The move raises official pressure on the charismatic 37-year old lawyer, who has emerged as the most popular opposition figure. It will also add to international concerns about selective, politically motivated justice in Russia.
The Investigative Committee said in a statement Tuesday that Navalny and his brother Oleg are accused of stealing more than 26 million rubles (more than $810,000) from a branch of French cosmetics company Yves Rocher by charging an excessive price for shipping services.
Navalny scoffed at the charges.
"In a sense, it's good news. It shows that we are doing the right thing and they are afraid of us," he said on his blog.
In July, Navalny was convicted of embezzlement in a separate case, but a court suspended his five-year sentence earlier this month. Navalny won 27 percent of Moscow's mayoral vote in September, finishing a strong second behind the Kremlin-backed incumbent and cementing his positions as Russia's No. 1 opposition leader.
Under the Russian law, the conviction bars Navalny from running for political office for life, but he has shown no sign of slowing down his political activities.
He recently has sought to raise the heat on authorities by launching a campaign to revise utility fees ahead of the city council election next year.

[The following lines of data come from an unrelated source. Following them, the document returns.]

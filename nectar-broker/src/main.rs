mod auth;
mod broker;
mod config;
mod connection;
mod logger;
mod routing;
mod store;

use std::{process, sync::Arc};

use broker::MqttBroker;
use config::BrokerConfig;
use logger::BrokerLogger;

#[tokio::main]
async fn main() {
    let config_path = BrokerConfig::config_path();

    let config = match BrokerConfig::try_from(config_path.as_path()) {
        Ok(config) => config,
        Err(err) => {
            eprintln!(
                "Could not load the configuration from {}: {err}",
                config_path.display()
            );
            process::exit(1);
        }
    };

    if config.should_log_console() || config.should_log_file() {
        if let Err(err) = BrokerLogger::new(&config).init(config.log_level()) {
            eprintln!("Could not install the logger: {err}");
        }
    }

    let broker = Arc::new(MqttBroker::new(config));

    if let Err(err) = broker.listen().await {
        log::error!("Fatal: {err}");
        process::exit(1);
    }
}
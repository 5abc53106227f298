use std::{
    fs::{self, OpenOptions},
    io::Write,
    path::Path,
};

use colored::*;
use log::{Level, LevelFilter, Metadata, Record, SetLoggerError};
use time::{format_description::FormatItem, OffsetDateTime};

use crate::config::BrokerConfig;

const TIMESTAMP_FORMAT_UTC: &[FormatItem] = time::macros::format_description!(
    "[year]-[month]-[day]T[hour]:[minute]:[second].[subsecond digits:3]Z"
);

const LOG_DIR: &str = "logs";
const LOG_FILE: &str = "logs/broker.log";

pub struct BrokerLogger {
    write_file: bool,
    write_console: bool,
}

impl log::Log for BrokerLogger {
    fn enabled(&self, metadata: &Metadata) -> bool {
        metadata.level() <= log::max_level()
    }

    fn log(&self, record: &Record) {
        if self.enabled(record.metadata()) {
            let timestamp = OffsetDateTime::now_utc()
                .format(TIMESTAMP_FORMAT_UTC)
                .expect("Logger could not format the UTC time. It is likely that your system does not support UTC.");

            let colorized_level_string = match record.level() {
                Level::Error => format!("{:<5}", record.level()).red().to_string(),
                Level::Warn => format!("{:<5}", record.level()).yellow().to_string(),
                Level::Info => format!("{:<5}", record.level()).cyan().to_string(),
                Level::Debug => format!("{:<5}", record.level()).purple().to_string(),
                Level::Trace => format!("{:<5}", record.level()).normal().to_string(),
            };

            if self.write_console {
                println!("{colorized_level_string} - {} - {timestamp};", record.args());
            }

            if self.write_file {
                self.log_file(record, &timestamp);
            }
        }
    }

    fn flush(&self) {}
}

impl BrokerLogger {
    pub fn new(config: &BrokerConfig) -> Self {
        return Self {
            write_file: config.should_log_file(),
            write_console: config.should_log_console(),
        };
    }

    pub fn init(self, level: LevelFilter) -> Result<(), SetLoggerError> {
        if self.write_file {
            init_log_fs();
        }

        log::set_max_level(level);
        return log::set_boxed_logger(Box::new(self));
    }

    fn log_file(&self, record: &Record, timestamp: &str) {
        let log_string = format!("{};{};{}\n", record.level(), record.args(), timestamp);

        match OpenOptions::new().append(true).create(true).open(LOG_FILE) {
            Ok(mut file) => {
                if let Err(err) = file.write_all(log_string.as_bytes()) {
                    eprintln!("Could not append to {LOG_FILE}: {err}");
                }
            }
            Err(err) => {
                eprintln!("Could not open {LOG_FILE}: {err}");
            }
        }
    }
}

fn init_log_fs() {
    let path = Path::new(LOG_DIR);

    match fs::exists(path) {
        Ok(true) => {}
        Ok(false) => {
            if let Err(err) = fs::create_dir(path) {
                eprintln!("Could not create the {LOG_DIR} directory: {err}");
            }
        }
        Err(err) => {
            eprintln!("Could not check for the {LOG_DIR} directory: {err}");
        }
    }
}
use nectar_core::err::broker::BrokerError;

/// The credential check run against a CONNECT packet before the session is
/// accepted. The broker only sees the password bytes; mapping them onto a
/// user database is the implementer's concern.
pub trait Authenticator: Send + Sync {
    fn authenticate(&self, password: Option<&[u8]>) -> Result<bool, BrokerError>;
}

/// Default handler, accepts every connection.
pub struct AcceptAll;

impl Authenticator for AcceptAll {
    fn authenticate(&self, _password: Option<&[u8]>) -> Result<bool, BrokerError> {
        return Ok(true);
    }
}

Navalny first made a name for himself with investigations of official corruption on his blog, which quickly became an Internet sensation. He currently has more than 400,000 followers on Twitter.
In the winter 2011-2012, his energy and ambition made him a driving force behind a series of opposition protests Vladimir Putin's return to the Russian presidency, which drew 100,000 or more to the streets of Moscow.